Saved entries
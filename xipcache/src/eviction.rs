// Copyright 2025 xipcache Project Authors
//
// Licensed under the Apache License, Version 2.0 (the "License");
// you may not use this file except in compliance with the License.
// You may obtain a copy of the License at
//
//     http://www.apache.org/licenses/LICENSE-2.0
//
// Unless required by applicable law or agreed to in writing, software
// distributed under the License is distributed on an "AS IS" BASIS,
// WITHOUT WARRANTIES OR CONDITIONS OF ANY KIND, either express or implied.
// See the License for the specific language governing permissions and
// limitations under the License.

//! Cross-file eviction.
//!
//! Files are kept in one LRU list guarded by the allocation lock together with the block allocator.
//! Reclaim walks the list from the head, picks a victim extent of the first file that holds blocks, writes
//! it back and frees its blocks.

use std::{sync::Arc, time::Instant};

use intrusive_collections::{intrusive_adapter, LinkedList, LinkedListAtomicLink};
use itertools::Itertools;
use xipcache_common::{
    error::{Error, ErrorKind, Result},
    strict_assert,
};

use crate::{
    alloc::BlockAllocator,
    device::DeviceInner,
    file::{CacheFile, FileState},
};

intrusive_adapter! { LruAdapter = Arc<CacheFile>: CacheFile { link => LinkedListAtomicLink } }

/// LRU list of cache files, least recently used at the head.
pub struct Lru {
    list: LinkedList<LruAdapter>,
    len: usize,
}

impl std::fmt::Debug for Lru {
    fn fmt(&self, f: &mut std::fmt::Formatter<'_>) -> std::fmt::Result {
        f.debug_struct("Lru").field("len", &self.len).finish()
    }
}

impl Default for Lru {
    fn default() -> Self {
        Self {
            list: LinkedList::new(LruAdapter::new()),
            len: 0,
        }
    }
}

impl Lru {
    /// Move the file to the tail, linking it if needed.
    pub fn touch(&mut self, file: &Arc<CacheFile>) {
        if file.link.is_linked() {
            // Safety: a file is only ever linked into the LRU of its own device.
            let file = unsafe { self.list.remove_from_ptr(Arc::as_ptr(file)) };
            self.list.push_back(file);
        } else {
            self.list.push_back(file.clone());
            self.len += 1;
        }
    }

    /// Unlink the file. Returns whether it was linked.
    pub fn remove(&mut self, file: &Arc<CacheFile>) -> bool {
        if !file.link.is_linked() {
            return false;
        }
        // Safety: see `touch`.
        unsafe { self.list.remove_from_ptr(Arc::as_ptr(file)) };
        self.len -= 1;
        true
    }

    /// Move the head to the tail and return it.
    pub fn rotate(&mut self) -> Option<Arc<CacheFile>> {
        let file = self.list.pop_front()?;
        self.list.push_back(file.clone());
        Some(file)
    }

    /// Files from head to tail.
    pub fn files(&self) -> Vec<Arc<CacheFile>> {
        let mut files = Vec::with_capacity(self.len);
        let mut cursor = self.list.front();
        while let Some(file) = cursor.clone_pointer() {
            files.push(file);
            cursor.move_next();
        }
        files
    }

    /// Unlink every file.
    pub fn clear(&mut self) {
        while self.list.pop_front().is_some() {}
        self.len = 0;
    }

    /// Number of linked files.
    pub fn len(&self) -> usize {
        self.len
    }

    /// Whether no file is linked.
    pub fn is_empty(&self) -> bool {
        self.len == 0
    }
}

/// State guarded by the allocation lock.
#[derive(Debug)]
pub struct AllocState {
    /// Free cache blocks.
    pub allocator: BlockAllocator,
    /// Cross-file LRU.
    pub lru: Lru,
}

impl AllocState {
    /// Create the state for a device of `total` blocks.
    pub fn new(total: usize) -> Self {
        Self {
            allocator: BlockAllocator::new(total),
            lru: Lru::default(),
        }
    }
}

impl DeviceInner {
    /// Free blocks until twice `needed` are free, or until reclaim stops making progress.
    ///
    /// Succeeds if at least `needed` blocks are free afterwards.
    pub(crate) fn make_room(
        &self,
        alloc: &mut AllocState,
        requester: Option<&Arc<CacheFile>>,
        needed: usize,
    ) -> Result<()> {
        let mut barren = 0;
        let mut attempts = 0;
        let mut last_error = None;

        while alloc.allocator.free_count() < needed.saturating_mul(2) {
            if attempts >= self.config.max_reclaim_attempts {
                break;
            }
            attempts += 1;

            let freed = match self.reclaim(alloc, requester) {
                Ok(freed) => freed,
                Err(e) => {
                    last_error = Some(e);
                    0
                }
            };
            if freed > 0 {
                barren = 0;
                continue;
            }
            barren += 1;
            if barren >= alloc.lru.len().max(1) {
                break;
            }
        }

        let free = alloc.allocator.free_count();
        tracing::trace!(needed, free, attempts, "[eviction]: make room");
        if free >= needed {
            return Ok(());
        }
        Err(match last_error {
            Some(e) => e,
            None => Error::resource_exhausted(alloc.allocator.total(), free, needed),
        })
    }

    /// Reclaim one extent, or one whole file, from the least recently used file that holds blocks.
    ///
    /// Returns the blocks freed.
    pub(crate) fn reclaim(&self, alloc: &mut AllocState, requester: Option<&Arc<CacheFile>>) -> Result<usize> {
        let now = Instant::now();

        let mut victim = None;
        for _ in 0..alloc.lru.len() {
            let Some(file) = alloc.lru.rotate() else {
                break;
            };
            if file.block_count() > 0 {
                victim = Some(file);
                break;
            }
        }
        let Some(file) = victim else {
            self.record_barren();
            return Ok(0);
        };

        let is_requester = requester.is_some_and(|r| Arc::ptr_eq(r, &file));
        let mut state = file.lock();

        let offset = match state.extents.select_victim() {
            Some(offset) => Some(offset),
            None => {
                // Second chance: clear the referenced bits and retry once.
                state.extents.sweep();
                state.extents.select_victim()
            }
        };

        let freed = match offset {
            Some(offset) => self.evict_extent(alloc, &file, &mut state, offset)?,
            None if !is_requester && state.access.is_empty() => {
                tracing::info!(file = %file.id(), blocks = file.block_count(), "[eviction]: escalate to whole file");
                self.evict_file_locked(alloc, &file, &mut state)?
            }
            None => 0,
        };

        if !is_requester && file.block_count() == 0 && state.access.is_empty() {
            self.drop_record(alloc, &file, &mut state);
        }
        drop(state);

        if freed == 0 {
            self.record_barren();
        }
        self.metrics.evict_duration.record(now.elapsed().as_secs_f64());
        Ok(freed)
    }

    fn record_barren(&self) {
        self.statistics.record_barren_reclaims(1);
        self.metrics.evict_barren.increase(1);
    }

    /// Write back and free the extent starting at `offset`.
    ///
    /// On write-back failure the extent and its blocks are kept and marked active.
    pub(crate) fn evict_extent(
        &self,
        alloc: &mut AllocState,
        file: &Arc<CacheFile>,
        state: &mut FileState,
        offset: u64,
    ) -> Result<usize> {
        let Some(extent) = state.extents.get(offset) else {
            return Ok(0);
        };
        let (start, length) = (extent.offset, extent.length);

        if let Err(e) = self.write_back(file, state, start) {
            state.extents.mark_active(start);
            self.statistics.record_write_back_failures(1);
            tracing::error!(file = %file.id(), offset = start, length, ?e, "[eviction]: write back failed, extent kept");
            return Err(Error::new(ErrorKind::WriteBackFailure, "write back victim extent")
                .with_context("file", file.id())
                .with_context("offset", start)
                .with_source(e));
        }

        let bs = self.block_size();
        let taken = state.take_pages(start / bs..(start + length) / bs);
        let freed = self.free_pages(alloc, file, &taken);
        state.extents.remove(start);

        self.statistics.record_extent_evictions(1);
        self.metrics.evict_extent.increase(1);
        tracing::debug!(file = %file.id(), offset = start, length, freed, "[eviction]: extent reclaimed");
        Ok(freed)
    }

    /// Write back and free every block of the file. The record itself is left to the caller.
    pub(crate) fn evict_file_locked(
        &self,
        alloc: &mut AllocState,
        file: &Arc<CacheFile>,
        state: &mut FileState,
    ) -> Result<usize> {
        let offsets = state.extents.iter().map(|extent| extent.offset).collect_vec();
        let mut freed = 0;
        for offset in offsets {
            freed += self.evict_extent(alloc, file, state, offset)?;
        }

        // Pages outside any extent.
        if !state.blocks.is_empty() {
            tracing::warn!(file = %file.id(), pages = state.blocks.len(), "[eviction]: pages outside any extent");
            self.write_pages(file, state, 0..u64::MAX, &[])?;
            let taken = state.take_pages(0..u64::MAX);
            freed += self.free_pages(alloc, file, &taken);
        }
        strict_assert!(file.block_count() == 0);

        self.statistics.record_file_evictions(1);
        self.metrics.evict_file.increase(1);
        Ok(freed)
    }

    /// Retire the record and remove it from the LRU and the file table.
    ///
    /// Call with the allocation lock and the per-file lock held, after every block was freed.
    pub(crate) fn drop_record(&self, alloc: &mut AllocState, file: &Arc<CacheFile>, state: &mut FileState) {
        for extent in state.extents.iter().map(|extent| extent.offset).collect_vec() {
            self.mapping.unmap_extent(file.id(), state, extent);
        }
        state.extents.clear();
        file.retire();
        alloc.lru.remove(file);

        let mut files = self.files.write();
        if files.get(&file.file()).is_some_and(|f| Arc::ptr_eq(f, file)) {
            files.remove(&file.file());
        }
        self.metrics.device_files.absolute(files.len() as u64);
        drop(files);

        tracing::debug!(file = %file.id(), backing = %file.file(), "[eviction]: cache file dropped");
    }
}
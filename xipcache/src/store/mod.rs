// Copyright 2025 xipcache Project Authors
//
// Licensed under the Apache License, Version 2.0 (the "License");
// you may not use this file except in compliance with the License.
// You may obtain a copy of the License at
//
//     http://www.apache.org/licenses/LICENSE-2.0
//
// Unless required by applicable law or agreed to in writing, software
// distributed under the License is distributed on an "AS IS" BASIS,
// WITHOUT WARRANTIES OR CONDITIONS OF ANY KIND, either express or implied.
// See the License for the specific language governing permissions and
// limitations under the License.

//! Backing stores the cache sits in front of.

use std::fmt::Debug;

use serde::{Deserialize, Serialize};
use xipcache_common::error::Result;

use crate::request::FileId;

mod file;
mod memory;

pub use file::FileStore;
pub use memory::MemoryStore;

/// A contiguous range of a file in the backing store layout.
#[derive(Debug, Clone, Copy, PartialEq, Eq, Serialize, Deserialize)]
pub struct LayoutExtent {
    /// Logical file offset of the range.
    pub logical: u64,
    /// Physical store offset of the range.
    pub physical: u64,
    /// Length in bytes.
    pub length: u64,
}

impl LayoutExtent {
    /// Exclusive logical end.
    pub fn logical_end(&self) -> u64 {
        self.logical + self.length
    }

    /// Physical offset of the logical `offset`, if it lies in the range.
    pub fn physical_of(&self, offset: u64) -> Option<u64> {
        (self.logical <= offset && offset < self.logical_end()).then(|| self.physical + (offset - self.logical))
    }
}

/// Queue characteristics of a backing store, read once at attach for logging and tuning.
#[derive(Debug, Clone, PartialEq, Eq, Serialize, Deserialize)]
pub struct StoreCharacteristics {
    /// Store name.
    pub name: String,
    /// Largest single transfer in bytes.
    pub max_transfer: usize,
    /// Physical block size in bytes.
    pub physical_block_size: usize,
    /// Minimal I/O size hint.
    pub io_min: usize,
    /// Optimal I/O size hint.
    pub io_opt: usize,
}

/// The slower store behind the cache.
///
/// How the store performs its I/O is up to the implementation.
pub trait BackingStore: Send + Sync + 'static + Debug {
    /// Queue characteristics.
    fn characteristics(&self) -> StoreCharacteristics;

    /// Current length of the file.
    ///
    /// Fails with [`ErrorKind::InvalidRequest`](xipcache_common::error::ErrorKind::InvalidRequest) for an
    /// unknown file.
    fn file_len(&self, file: FileId) -> Result<u64>;

    /// Read at `offset`. Returns the bytes read, which is short only at the end of the file.
    fn read_at(&self, file: FileId, offset: u64, buf: &mut [u8]) -> Result<usize>;

    /// Write the whole buffer at `offset`, growing the file if needed.
    fn write_at(&self, file: FileId, offset: u64, buf: &[u8]) -> Result<()>;

    /// The contiguous layout extent that contains `offset`, or else the first one after it.
    ///
    /// `None` means no layout is known for the range.
    fn layout(&self, file: FileId, offset: u64) -> Result<Option<LayoutExtent>>;
}
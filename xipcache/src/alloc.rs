// Copyright 2025 xipcache Project Authors
//
// Licensed under the Apache License, Version 2.0 (the "License");
// you may not use this file except in compliance with the License.
// You may obtain a copy of the License at
//
//     http://www.apache.org/licenses/LICENSE-2.0
//
// Unless required by applicable law or agreed to in writing, software
// distributed under the License is distributed on an "AS IS" BASIS,
// WITHOUT WARRANTIES OR CONDITIONS OF ANY KIND, either express or implied.
// See the License for the specific language governing permissions and
// limitations under the License.

//! Cache block allocation.

use std::collections::BTreeSet;

use xipcache_common::{
    error::{Error, Result},
    strict_assert,
};

use crate::file::BlockId;

/// Free-block bookkeeping of the cache device.
///
/// The allocator hands out the lowest free block first so that consecutive allocations of a request are
/// physically contiguous whenever the device is not fragmented.
///
/// The free count is the single arbiter of available space. The allocator lives under the device
/// allocation mutex and is never touched without it.
#[derive(Debug)]
pub struct BlockAllocator {
    free: BTreeSet<BlockId>,
    total: usize,
}

impl BlockAllocator {
    /// Create an allocator with every block in `[0, total)` free.
    pub fn new(total: usize) -> Self {
        let free = (0..total as BlockId).collect();
        Self { free, total }
    }

    /// Total blocks of the device.
    pub fn total(&self) -> usize {
        self.total
    }

    /// Currently free blocks.
    pub fn free_count(&self) -> usize {
        self.free.len()
    }

    /// Begin an allocation transaction.
    ///
    /// Blocks taken by the transaction are returned to the free set unless it is committed.
    pub fn transaction(&mut self) -> Transaction<'_> {
        Transaction {
            allocator: self,
            taken: vec![],
        }
    }

    /// Return blocks to the free set.
    pub fn free(&mut self, blocks: impl IntoIterator<Item = BlockId>) -> usize {
        let mut freed = 0;
        for block in blocks {
            strict_assert!((block as usize) < self.total);
            let inserted = self.free.insert(block);
            strict_assert!(inserted, "double free of block {block}");
            if inserted {
                freed += 1;
            }
        }
        freed
    }

    fn take(&mut self) -> Option<BlockId> {
        self.free.pop_first()
    }
}

/// An all-or-nothing allocation of cache blocks.
#[derive(Debug)]
pub struct Transaction<'a> {
    allocator: &'a mut BlockAllocator,
    taken: Vec<BlockId>,
}

impl Transaction<'_> {
    /// Allocate `count` blocks in one step.
    ///
    /// Nothing is taken if the device cannot satisfy the whole count.
    pub fn allocate(&mut self, count: usize) -> Result<&[BlockId]> {
        if self.allocator.free_count() < count {
            return Err(Error::resource_exhausted(
                self.allocator.total,
                self.allocator.free_count(),
                count,
            ));
        }
        let start = self.taken.len();
        for _ in 0..count {
            // Checked above.
            if let Some(block) = self.allocator.take() {
                self.taken.push(block);
            }
        }
        Ok(&self.taken[start..])
    }

    /// Blocks taken so far.
    pub fn blocks(&self) -> &[BlockId] {
        &self.taken
    }

    /// Commit the transaction. The blocks now belong to the caller.
    pub fn commit(mut self) -> Vec<BlockId> {
        std::mem::take(&mut self.taken)
    }

    /// Abort the transaction and return every taken block.
    pub fn abort(self) {}
}

impl Drop for Transaction<'_> {
    fn drop(&mut self) {
        if !self.taken.is_empty() {
            tracing::debug!(blocks = self.taken.len(), "[alloc]: abort allocation transaction");
            let taken = std::mem::take(&mut self.taken);
            self.allocator.free(taken);
        }
    }
}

> [Task item] Return all lines above that mention the word "tail".

> [Written reply]
    /// Move the file to the tail, linking it if needed.
    /// Move the head to the tail and return it.
    /// Files from head to tail.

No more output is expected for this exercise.